I concur with Dr. Leonard that a more ideal study design would be one in which the control group subjects receive sham treatmentthough they may think they are receiving the true therapyand both groups are blinded as to whether they are receiving the true or sham treatments. This is easily accomplished with medications and is therefore the standard for pharmaceutical studies.
In the design phase of this study, my colleagues and I considered various sham posture instructions and exercises to attempt to control for the well-known "Hawthorne Effect" but thought that any interaction emphasizing posture might cause the subjects to develop a greater postural awareness. This could potentially provide a TMD therapeutic effect, negating its benefit as a control group. We concluded that the best design for this study was the design selected.
Dr. Leonards suggestion of using low-back massage as the sham treatment could be considered for future studies, but the lower back is so far away from the masticatory system that I believe subjects would suspect they had been assigned to the sham treatment group.
Because of the well-established relation between the neck and shoulder musculature and TMD, massaging the upper shoulders may provide some beneficial effects on the TMD. In the present environment of complete disclosure of experimental methods in the informed consent document provided to potential study patients, the knowledge that a sham or placebo treatment is to be employed can make it difficult to develop an appropriate sham treatment in which subjects believe they may be receiving the true therapy while not affecting the disorder being evaluated.
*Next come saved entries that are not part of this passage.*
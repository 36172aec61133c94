use criterion::{black_box, criterion_group, criterion_main, Criterion};
use kalima::extract::{decode_runs, strip_diacritics};

pub fn extract_benchmark(c: &mut Criterion) {
    let dummy = "بِسْمِ ٱللَّهِ ٱلرَّحْمَٰنِ ٱلرَّحِيمِ (1:1:1) bismi
    ٱلْحَمْدُ لِلَّهِ رَبِّ ٱلْعَٰلَمِينَ (1:2:1) al-hamdu
    ٱلرَّحْمَٰنِ ٱلرَّحِيمِ (1:3:1) ar-rahmani
    مَٰلِكِ يَوْمِ ٱلدِّينِ (1:4:1) maliki
    "
    .repeat(200);
    let bytes = dummy.as_bytes();
    c.bench_function("decode_runs", |b| b.iter(|| decode_runs(black_box(bytes))));
    c.bench_function("strip_diacritics", |b| {
        b.iter(|| strip_diacritics(black_box("ٱلْحَمْدُ لِلَّهِ رَبِّ ٱلْعَٰلَمِينَ")))
    });
}

criterion_group!(benches, extract_benchmark);
criterion_main!(benches);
I agree that some subjects find sham treatment beneficial, but the degree of this benefit is generally quite small. A limitation of this study is that we did not control for the attention effect of sham treatment. In my opinion, however, the treatment group had such a large treatment effect that it was far beyond what would typically be seen with the placebo effect.
Once the subjects completed their participation in this study (four weeks), the subjects received the traditional TMD therapies that had been recommended at the initial TMD evaluation: occlusal orthotics, daytime habit-breaking strategies, relaxation and so on.
Some of the treatment plans were revised due to the improvements obtained from the posture exercises. Since additional TMD therapies were provided on completion of this study, we did not consider telephoning the subjects six months later, which on hindsight would have provided interesting information.
I would like to thank Dr. Leonard for his thoughtful suggestions on our methodology.